### [EXERCISE GOAL]
Sort through the material below and copy each line with "Result".

### [GIVEN RECORDS]
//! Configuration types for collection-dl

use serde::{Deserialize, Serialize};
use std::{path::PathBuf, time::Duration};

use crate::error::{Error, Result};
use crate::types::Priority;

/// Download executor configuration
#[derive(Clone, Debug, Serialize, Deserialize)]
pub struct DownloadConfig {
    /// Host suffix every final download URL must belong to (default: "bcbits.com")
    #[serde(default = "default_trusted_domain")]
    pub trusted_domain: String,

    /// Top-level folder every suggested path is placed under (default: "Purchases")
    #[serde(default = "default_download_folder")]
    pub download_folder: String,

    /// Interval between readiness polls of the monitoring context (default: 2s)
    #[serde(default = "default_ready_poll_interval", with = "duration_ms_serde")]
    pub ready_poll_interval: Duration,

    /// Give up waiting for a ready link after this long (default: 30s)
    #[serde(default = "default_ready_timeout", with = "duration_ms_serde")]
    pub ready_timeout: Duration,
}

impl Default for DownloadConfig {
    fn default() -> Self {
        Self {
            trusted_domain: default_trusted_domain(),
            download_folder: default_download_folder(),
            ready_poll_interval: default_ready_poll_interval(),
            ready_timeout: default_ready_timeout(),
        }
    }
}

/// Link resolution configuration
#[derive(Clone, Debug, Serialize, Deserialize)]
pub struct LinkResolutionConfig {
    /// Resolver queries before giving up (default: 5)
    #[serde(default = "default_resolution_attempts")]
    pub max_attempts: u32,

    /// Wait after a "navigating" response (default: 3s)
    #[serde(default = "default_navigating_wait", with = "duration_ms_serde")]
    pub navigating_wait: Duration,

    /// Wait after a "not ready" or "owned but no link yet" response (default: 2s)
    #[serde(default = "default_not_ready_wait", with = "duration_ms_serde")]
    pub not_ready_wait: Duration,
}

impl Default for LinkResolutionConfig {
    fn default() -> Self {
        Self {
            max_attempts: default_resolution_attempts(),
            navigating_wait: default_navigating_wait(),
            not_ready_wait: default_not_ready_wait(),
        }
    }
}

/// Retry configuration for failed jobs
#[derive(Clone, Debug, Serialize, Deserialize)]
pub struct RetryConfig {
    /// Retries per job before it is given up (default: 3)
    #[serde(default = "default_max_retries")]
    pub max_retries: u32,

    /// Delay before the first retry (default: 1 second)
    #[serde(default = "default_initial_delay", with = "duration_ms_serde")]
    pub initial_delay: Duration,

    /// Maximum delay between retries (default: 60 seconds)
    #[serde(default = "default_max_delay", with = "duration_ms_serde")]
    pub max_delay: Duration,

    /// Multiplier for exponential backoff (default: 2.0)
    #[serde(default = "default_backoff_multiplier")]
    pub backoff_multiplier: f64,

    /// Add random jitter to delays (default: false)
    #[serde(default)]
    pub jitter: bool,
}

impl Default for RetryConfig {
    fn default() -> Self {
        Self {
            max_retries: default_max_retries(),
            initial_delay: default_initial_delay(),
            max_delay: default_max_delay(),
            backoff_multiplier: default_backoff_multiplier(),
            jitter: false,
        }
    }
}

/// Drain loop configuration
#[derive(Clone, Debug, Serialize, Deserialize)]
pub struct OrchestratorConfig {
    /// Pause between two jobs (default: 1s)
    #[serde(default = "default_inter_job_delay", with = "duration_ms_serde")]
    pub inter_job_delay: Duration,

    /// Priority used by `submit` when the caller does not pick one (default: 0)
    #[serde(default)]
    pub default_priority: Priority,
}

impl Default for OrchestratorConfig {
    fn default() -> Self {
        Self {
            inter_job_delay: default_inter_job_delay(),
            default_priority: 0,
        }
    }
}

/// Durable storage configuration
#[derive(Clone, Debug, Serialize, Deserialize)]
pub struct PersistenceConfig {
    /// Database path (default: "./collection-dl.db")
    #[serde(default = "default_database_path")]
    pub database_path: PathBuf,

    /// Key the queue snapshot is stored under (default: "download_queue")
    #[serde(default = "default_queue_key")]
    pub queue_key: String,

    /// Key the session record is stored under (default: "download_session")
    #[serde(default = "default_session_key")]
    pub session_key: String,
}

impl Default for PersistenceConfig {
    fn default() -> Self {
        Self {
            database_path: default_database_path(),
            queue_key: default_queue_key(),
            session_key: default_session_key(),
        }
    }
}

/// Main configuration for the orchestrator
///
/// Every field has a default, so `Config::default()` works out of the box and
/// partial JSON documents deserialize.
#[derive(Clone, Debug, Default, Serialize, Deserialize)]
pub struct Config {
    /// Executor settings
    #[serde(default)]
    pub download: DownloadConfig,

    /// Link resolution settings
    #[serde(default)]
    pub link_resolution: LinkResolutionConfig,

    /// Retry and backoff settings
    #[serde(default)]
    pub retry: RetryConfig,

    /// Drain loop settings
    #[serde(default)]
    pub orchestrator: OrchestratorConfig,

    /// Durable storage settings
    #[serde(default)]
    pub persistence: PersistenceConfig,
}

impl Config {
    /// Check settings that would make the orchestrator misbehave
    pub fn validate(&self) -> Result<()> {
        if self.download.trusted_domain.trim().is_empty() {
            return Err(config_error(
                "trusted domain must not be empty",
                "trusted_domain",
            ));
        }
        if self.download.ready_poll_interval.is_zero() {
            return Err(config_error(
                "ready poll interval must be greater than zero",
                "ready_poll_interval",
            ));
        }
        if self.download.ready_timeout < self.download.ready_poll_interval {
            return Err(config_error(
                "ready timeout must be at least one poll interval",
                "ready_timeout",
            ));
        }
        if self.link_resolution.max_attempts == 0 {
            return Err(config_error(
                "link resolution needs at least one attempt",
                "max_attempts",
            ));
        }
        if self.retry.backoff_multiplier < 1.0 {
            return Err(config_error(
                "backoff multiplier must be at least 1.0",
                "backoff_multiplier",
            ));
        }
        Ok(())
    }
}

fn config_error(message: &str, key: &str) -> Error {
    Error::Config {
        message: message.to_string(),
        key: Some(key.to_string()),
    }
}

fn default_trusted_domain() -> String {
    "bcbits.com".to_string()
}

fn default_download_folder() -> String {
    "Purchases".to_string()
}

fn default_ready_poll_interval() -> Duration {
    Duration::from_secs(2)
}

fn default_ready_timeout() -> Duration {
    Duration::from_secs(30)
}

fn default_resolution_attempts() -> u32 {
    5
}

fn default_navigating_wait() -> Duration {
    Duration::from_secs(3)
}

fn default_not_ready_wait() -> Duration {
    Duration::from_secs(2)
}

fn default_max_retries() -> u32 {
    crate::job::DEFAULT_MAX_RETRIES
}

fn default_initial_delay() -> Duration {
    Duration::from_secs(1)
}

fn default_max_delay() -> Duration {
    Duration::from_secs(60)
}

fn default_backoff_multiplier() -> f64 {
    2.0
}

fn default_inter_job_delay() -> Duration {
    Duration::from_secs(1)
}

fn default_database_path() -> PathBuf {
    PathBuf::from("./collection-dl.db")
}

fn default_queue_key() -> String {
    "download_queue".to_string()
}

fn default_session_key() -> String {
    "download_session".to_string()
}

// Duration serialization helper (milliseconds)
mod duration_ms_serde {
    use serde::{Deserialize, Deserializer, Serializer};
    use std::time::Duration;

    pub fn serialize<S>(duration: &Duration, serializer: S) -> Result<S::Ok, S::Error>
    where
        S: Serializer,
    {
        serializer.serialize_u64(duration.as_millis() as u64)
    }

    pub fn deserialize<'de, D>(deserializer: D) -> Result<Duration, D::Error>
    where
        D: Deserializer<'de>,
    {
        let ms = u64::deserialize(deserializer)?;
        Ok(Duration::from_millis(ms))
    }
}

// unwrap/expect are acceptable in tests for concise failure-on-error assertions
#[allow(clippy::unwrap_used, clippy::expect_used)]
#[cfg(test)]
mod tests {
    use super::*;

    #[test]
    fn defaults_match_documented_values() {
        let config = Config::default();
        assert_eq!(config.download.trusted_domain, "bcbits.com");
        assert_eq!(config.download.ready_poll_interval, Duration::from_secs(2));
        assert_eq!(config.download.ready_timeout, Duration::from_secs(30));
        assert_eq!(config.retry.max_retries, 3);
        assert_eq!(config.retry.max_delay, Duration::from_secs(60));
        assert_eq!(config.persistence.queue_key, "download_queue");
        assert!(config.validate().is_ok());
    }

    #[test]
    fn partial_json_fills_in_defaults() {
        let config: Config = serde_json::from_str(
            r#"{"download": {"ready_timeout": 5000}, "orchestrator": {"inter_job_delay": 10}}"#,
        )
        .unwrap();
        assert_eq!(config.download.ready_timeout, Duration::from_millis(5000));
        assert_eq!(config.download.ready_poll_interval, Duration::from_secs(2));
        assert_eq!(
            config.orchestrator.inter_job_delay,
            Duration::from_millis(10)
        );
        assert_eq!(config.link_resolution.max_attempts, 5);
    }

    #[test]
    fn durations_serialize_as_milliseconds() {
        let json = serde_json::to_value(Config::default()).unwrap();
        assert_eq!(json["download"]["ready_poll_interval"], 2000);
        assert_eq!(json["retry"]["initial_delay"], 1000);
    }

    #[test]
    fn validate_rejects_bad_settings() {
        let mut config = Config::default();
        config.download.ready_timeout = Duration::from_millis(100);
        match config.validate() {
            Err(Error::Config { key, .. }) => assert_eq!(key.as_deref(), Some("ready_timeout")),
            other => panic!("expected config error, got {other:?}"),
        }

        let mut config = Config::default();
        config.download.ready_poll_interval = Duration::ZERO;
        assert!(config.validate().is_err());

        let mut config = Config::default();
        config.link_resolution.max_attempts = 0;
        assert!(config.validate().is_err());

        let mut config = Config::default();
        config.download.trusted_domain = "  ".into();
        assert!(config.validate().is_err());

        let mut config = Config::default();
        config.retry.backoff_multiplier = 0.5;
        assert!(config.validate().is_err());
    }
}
* * *
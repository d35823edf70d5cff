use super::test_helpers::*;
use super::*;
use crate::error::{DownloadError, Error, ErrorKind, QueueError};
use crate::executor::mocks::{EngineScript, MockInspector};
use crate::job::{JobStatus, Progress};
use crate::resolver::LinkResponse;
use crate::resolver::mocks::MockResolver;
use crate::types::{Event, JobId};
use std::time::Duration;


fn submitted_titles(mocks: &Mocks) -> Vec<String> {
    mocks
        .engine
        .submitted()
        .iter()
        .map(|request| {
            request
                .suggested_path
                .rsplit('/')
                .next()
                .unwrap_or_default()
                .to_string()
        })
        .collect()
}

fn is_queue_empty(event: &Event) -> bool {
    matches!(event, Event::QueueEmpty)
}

### [YOUR RESPONSE]
use crate::error::{Error, Result};
    pub fn validate(&self) -> Result<()> {
    pub fn serialize<S>(duration: &Duration, serializer: S) -> Result<S::Ok, S::Error>
    pub fn deserialize<'de, D>(deserializer: D) -> Result<Duration, D::Error>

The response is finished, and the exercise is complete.